Soucieux que cette première Conférence africaine ne demeure pas un acte isolé mais ouvre, au contraire, la voie à un processus de longue haleine qui favorise le renforcement dans nos Etats des règles du droit international humanitaire et du droit international relatif aux réfugiés pour une meilleure protection des populations civiles en cas de conflit armé,

  1. Nous nous engageons à porter la présente Déclaration à l'attention de nos assemblées et à susciter en leur sein un débat de fond sur l'état de la législation nationale s'agissant du droit international humanitaire et du droit international relatif aux réfugiés et des pratiques et situations qui méritent notre attention, y compris eu égard à l'action des organisations humanitaires.

  2. Nous entendons veiller à ce que nos parlements nationaux mandatent une de leurs Commissions permanentes pour superviser les actions parlementaires en relation avec le droit international humanitaire et le droit international relatif aux réfugiés, ou mettent en place une sous-commission à cet effet.

  3. Nous encourageons également, en coopération avec l'OUA, le partage et l'échange d'information et d'expertise au sein des parlements africains en vue de contribuer à l'établissement d'un inventaire des pratiques africaines respectueuses du droit international humanitaire et du droit international relatif aux réfugiés.

  4. Nous demandons aux organisateurs de la Conférence de transmettre cette Déclaration à l'OUA pour information et distribution aux réunions des Chefs d'Etat et du Conseil des Ministres.
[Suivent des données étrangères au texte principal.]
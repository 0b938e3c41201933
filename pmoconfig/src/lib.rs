//! # pmoconfig - Configuration YAML de PMORadio
//!
//! La configuration est un arbre YAML construit en trois couches :
//!
//! 1. les valeurs par défaut embarquées (`pmoradio.yaml`) ;
//! 2. le fichier `config.yaml` du répertoire de configuration ;
//! 3. les variables `PMORADIO_CONFIG__SECTION__CLE=valeur`.
//!
//! L'arbre fusionné est réécrit dans `config.yaml` au chargement, puis à
//! chaque modification.
//!
//! ```no_run
//! use pmoconfig::get_config;
//!
//! let config = get_config();
//! let port = config.get_http_port();
//! let cache_dir = config.get_managed_dir(&["radio", "cache", "directory"], "temp")?;
//! # Ok::<(), anyhow::Error>(())
//! ```
//!
//! Les crates consommatrices (ex: `pmoradio`) ajoutent leurs propres getters
//! via un trait d'extension sur [`Config`] plutôt que de les coder ici.

mod tree;

use anyhow::{anyhow, Context, Result};
use lazy_static::lazy_static;
use serde_yaml::Value;
use std::env;
use std::fs;
use std::path::{Path, PathBuf};
use std::sync::{Arc, Mutex, MutexGuard};
use tracing::{info, warn};

const DEFAULT_CONFIG: &str = include_str!("pmoradio.yaml");

const ENV_CONFIG_DIR: &str = "PMORADIO_CONFIG";
const ENV_PREFIX: &str = "PMORADIO_CONFIG__";
const DIR_NAME: &str = ".pmoradio";
const FILE_NAME: &str = "config.yaml";

const DEFAULT_HTTP_PORT: u16 = 8080;
const DEFAULT_BASE_URL: &str = "localhost";
const DEFAULT_LOG_BUFFER_CAPACITY: u64 = 1000;
const DEFAULT_LOG_MIN_LEVEL: &str = "INFO";

lazy_static! {
    static ref CONFIG: Arc<Config> =
        Arc::new(Config::load_config("").expect("Failed to load PMORadio configuration"));
}

/// Configuration partagée du processus
#[derive(Debug)]
pub struct Config {
    dir: PathBuf,
    file: PathBuf,
    data: Mutex<Value>,
}

/// Répertoire de configuration : argument, variable d'environnement,
/// `./.pmoradio`, `~/.pmoradio`, et à défaut `./.pmoradio` (créé)
fn locate_dir(directory: &str) -> PathBuf {
    if !directory.is_empty() {
        return PathBuf::from(directory);
    }
    if let Ok(from_env) = env::var(ENV_CONFIG_DIR) {
        info!(env_var = ENV_CONFIG_DIR, path = %from_env, "Config directory from environment");
        return PathBuf::from(from_env);
    }

    let local = PathBuf::from(DIR_NAME);
    if local.exists() {
        return local;
    }
    dirs::home_dir()
        .map(|home| home.join(DIR_NAME))
        .filter(|p| p.exists())
        .unwrap_or(local)
}

/// Crée le répertoire au besoin et vérifie qu'il est accessible en écriture
fn prepare_dir(dir: &Path) -> Result<()> {
    fs::create_dir_all(dir)
        .with_context(|| format!("cannot create config directory {}", dir.display()))?;
    if !dir.is_dir() {
        return Err(anyhow!("{} is not a directory", dir.display()));
    }
    let probe = dir.join(".write_test");
    fs::write(&probe, b"")
        .with_context(|| format!("config directory {} is not writable", dir.display()))?;
    fs::remove_file(&probe)?;
    Ok(())
}

fn env_overrides(root: &mut Value) {
    for (name, raw) in env::vars() {
        let Some(path) = name.strip_prefix(ENV_PREFIX) else {
            continue;
        };
        let segments: Vec<&str> = path.split("__").collect();
        if let Err(e) = tree::assign(root, &segments, tree::parse_scalar(&raw)) {
            warn!(variable = %name, "Ignoring environment override: {}", e);
        }
    }
}

impl Config {
    /// Charge la configuration depuis `directory` (vide : recherche automatique)
    pub fn load_config(directory: &str) -> Result<Self> {
        let dir = locate_dir(directory);
        prepare_dir(&dir)?;
        let file = dir.join(FILE_NAME);
        info!(config_dir = %dir.display(), "Using config directory");

        let mut root: Value = serde_yaml::from_str(DEFAULT_CONFIG)?;
        match fs::read_to_string(&file) {
            Ok(text) => {
                info!(config_file = %file.display(), "Loaded config file");
                // Un fichier vide se lit comme `null` et ne change rien
                let external: Value = serde_yaml::from_str(&text)
                    .with_context(|| format!("invalid YAML in {}", file.display()))?;
                tree::merge(&mut root, tree::lowercase_keys(external));
            }
            Err(_) => info!(config_file = %file.display(), "No config file, using defaults"),
        }
        let mut root = tree::lowercase_keys(root);
        env_overrides(&mut root);

        let config = Self {
            dir,
            file,
            data: Mutex::new(root),
        };
        config.save()?;
        Ok(config)
    }

    fn data(&self) -> MutexGuard<'_, Value> {
        self.data.lock().unwrap_or_else(|poisoned| poisoned.into_inner())
    }

    /// Répertoire contenant `config.yaml`
    pub fn dir(&self) -> &Path {
        &self.dir
    }

    /// Réécrit `config.yaml`
    pub fn save(&self) -> Result<()> {
        let yaml = serde_yaml::to_string(&*self.data())?;
        fs::write(&self.file, yaml)?;
        Ok(())
    }

    /// Valeur à `path` (ex: `&["host", "http_port"]`)
    pub fn get_value(&self, path: &[&str]) -> Result<Value> {
        tree::lookup(&self.data(), path)
            .cloned()
            .ok_or_else(|| anyhow!("no configuration value at {}", path.join(".")))
    }

    /// Écrit une valeur puis sauvegarde le fichier
    pub fn set_value(&self, path: &[&str], value: Value) -> Result<()> {
        tree::assign(&mut self.data(), path, value)?;
        self.save()
    }

    /// Entier positif ; une chaîne numérique est acceptée (overrides d'env)
    pub fn get_u64_or(&self, path: &[&str], default: u64) -> u64 {
        match self.get_value(path) {
            Ok(Value::Number(n)) => n
                .as_u64()
                .or_else(|| n.as_f64().filter(|f| *f >= 0.0).map(|f| f as u64))
                .unwrap_or(default),
            Ok(Value::String(s)) => s.trim().parse().unwrap_or_else(|_| {
                warn!(path = %path.join("."), value = %s, "Invalid integer, using default {}", default);
                default
            }),
            _ => default,
        }
    }

    pub fn get_f64_or(&self, path: &[&str], default: f64) -> f64 {
        match self.get_value(path) {
            Ok(Value::Number(n)) => n.as_f64().unwrap_or(default),
            Ok(Value::String(s)) => s.trim().parse().unwrap_or(default),
            _ => default,
        }
    }

    /// Chaîne non vide, sinon `default`
    pub fn get_string_or(&self, path: &[&str], default: &str) -> String {
        match self.get_value(path) {
            Ok(Value::String(s)) if !s.trim().is_empty() => s,
            Ok(Value::Number(n)) => n.to_string(),
            _ => default.to_string(),
        }
    }

    pub fn get_bool_or(&self, path: &[&str], default: bool) -> bool {
        match self.get_value(path) {
            Ok(Value::Bool(b)) => b,
            _ => default,
        }
    }

    /// Chemin absolu ; un chemin relatif part du répertoire de configuration
    pub fn resolve_path(&self, path: &str) -> PathBuf {
        let path = Path::new(path);
        if path.is_absolute() {
            path.to_path_buf()
        } else {
            self.dir.join(path)
        }
    }

    /// Répertoire désigné par `path`, créé si besoin
    ///
    /// Si la clé est absente, `default` est enregistré dans la configuration.
    pub fn get_managed_dir(&self, path: &[&str], default: &str) -> Result<String> {
        let configured = match self.get_value(path) {
            Ok(Value::String(s)) if !s.is_empty() => s,
            _ => {
                self.set_value(path, Value::String(default.to_string()))?;
                default.to_string()
            }
        };

        let absolute = self.resolve_path(&configured);
        if !absolute.exists() {
            fs::create_dir_all(&absolute)?;
            info!(directory = %absolute.display(), "Created managed directory");
        }
        Ok(absolute.to_string_lossy().into_owned())
    }

    pub fn get_base_url(&self) -> String {
        self.get_string_or(&["host", "base_url"], DEFAULT_BASE_URL)
    }

    /// Port HTTP ; une valeur hors de 1..=65535 donne 8080
    pub fn get_http_port(&self) -> u16 {
        let port = self.get_u64_or(&["host", "http_port"], u64::from(DEFAULT_HTTP_PORT));
        match u16::try_from(port) {
            Ok(p) if p > 0 => p,
            _ => {
                warn!("Invalid HTTP port {}, using {}", port, DEFAULT_HTTP_PORT);
                DEFAULT_HTTP_PORT
            }
        }
    }

    pub fn set_http_port(&self, port: u16) -> Result<()> {
        self.set_value(&["host", "http_port"], Value::Number(port.into()))
    }

    /// Nombre d'entrées gardées par le buffer de `/log-dump`
    pub fn get_log_cache_size(&self) -> usize {
        self.get_u64_or(&["host", "logger", "buffer_capacity"], DEFAULT_LOG_BUFFER_CAPACITY) as usize
    }

    pub fn get_log_enable_console(&self) -> bool {
        self.get_bool_or(&["host", "logger", "enable_console"], true)
    }

    pub fn get_log_min_level(&self) -> String {
        self.get_string_or(&["host", "logger", "min_level"], DEFAULT_LOG_MIN_LEVEL)
    }
}

/// Instance globale, chargée au premier accès
pub fn get_config() -> Arc<Config> {
    CONFIG.clone()
}

#[cfg(test)]
mod tests {
    use super::*;

    fn load_with(yaml: &str) -> (tempfile::TempDir, Config) {
        let dir = tempfile::tempdir().unwrap();
        fs::write(dir.path().join(FILE_NAME), yaml).unwrap();
        let config = Config::load_config(dir.path().to_str().unwrap()).unwrap();
        (dir, config)
    }

    #[test]
    fn test_defaults_are_embedded() {
        let (_dir, config) = load_with("");
        assert_eq!(config.get_http_port(), 8080);
        assert_eq!(config.get_u64_or(&["radio", "stream", "chunk_size"], 0), 1024);
        assert_eq!(config.get_log_min_level(), "INFO");
        assert!(config.get_log_enable_console());
    }

    #[test]
    fn test_external_file_overrides_defaults() {
        let (_dir, config) =
            load_with("host:\n  HTTP_PORT: 9000\nradio:\n  cache:\n    max_attempts: 5\n");
        assert_eq!(config.get_http_port(), 9000);
        assert_eq!(config.get_u64_or(&["radio", "cache", "max_attempts"], 0), 5);
        // les clés voisines restent celles par défaut
        assert_eq!(config.get_u64_or(&["radio", "cache", "prefetch_depth"], 0), 1);
    }

    #[test]
    fn test_set_value_is_persisted() {
        let (dir, config) = load_with("");
        config.set_http_port(7070).unwrap();

        let reloaded = Config::load_config(dir.path().to_str().unwrap()).unwrap();
        assert_eq!(reloaded.get_http_port(), 7070);
    }

    #[test]
    fn test_managed_dir_is_relative_to_config_dir() {
        let (dir, config) = load_with("");
        let cache = config
            .get_managed_dir(&["radio", "cache", "directory"], "temp")
            .unwrap();
        assert_eq!(Path::new(&cache), dir.path().join("temp"));
        assert!(Path::new(&cache).is_dir());
    }

    #[test]
    fn test_string_values_are_parsed() {
        let (_dir, config) = load_with("radio:\n  stream:\n    chunk_size: \"2048\"\n");
        assert_eq!(config.get_u64_or(&["radio", "stream", "chunk_size"], 0), 2048);
        assert_eq!(config.get_f64_or(&["radio", "stream", "chunk_size"], 0.0), 2048.0);
    }

    #[test]
    fn test_missing_value_is_an_error() {
        let (_dir, config) = load_with("");
        assert!(config.get_value(&["radio", "nope"]).is_err());
        assert_eq!(config.get_string_or(&["radio", "nope"], "dflt"), "dflt");
    }
}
Nous leur demandons de même de la porter à l'attention des organes compétents de l'UPA, de l'Union interparlementaire et du CICR ainsi que des autres organisations internationales compétentes, telles le HCR et l'OIM.

  5. Nous demandons aux autorités politiques compétentes de nos différents Etats d'inscrire les valeurs humanitaires et la protection des populations civiles dans le fonctionnement des organes de l'Union Africaine qui doit prendre le relais de l'OUA après le sommet de Durban, en Juillet 2002. Ces valeurs doivent en effet être intégrées dans la liste des outils et instruments juridiques pour servir de référence en cas de conflits armés.

  6. Nous nous engageons à porter cette Déclaration à l'attention de nos Gouvernements et à les inciter à prendre toutes les dispositions nécessaires pour répondre aux préoccupations qu'elle traduit.

  7. Nous demandons à l'UPA d'instituer le Comité de coordination de cette Conférence en organe permanent chargé de son suivi au sein de l'UPA, avec le soutien du Comité de l'Union Interparlementaire chargé de promouvoir le respect du DIH, du CICR et des autres organisations internationales compétentes, et appelons les partenaires dans l'organisation de la Conférence et les bailleurs de fonds qui en ont généreusement facilité la tenue, à soutenir et encourager son action de suivi.

  8. Nous demandons à l'UPA, à l'Union interparlementaire et au CICR de diffuser largement les résultats de cette Conférence en vue d'en faciliter le suivi dans les domaines examinés.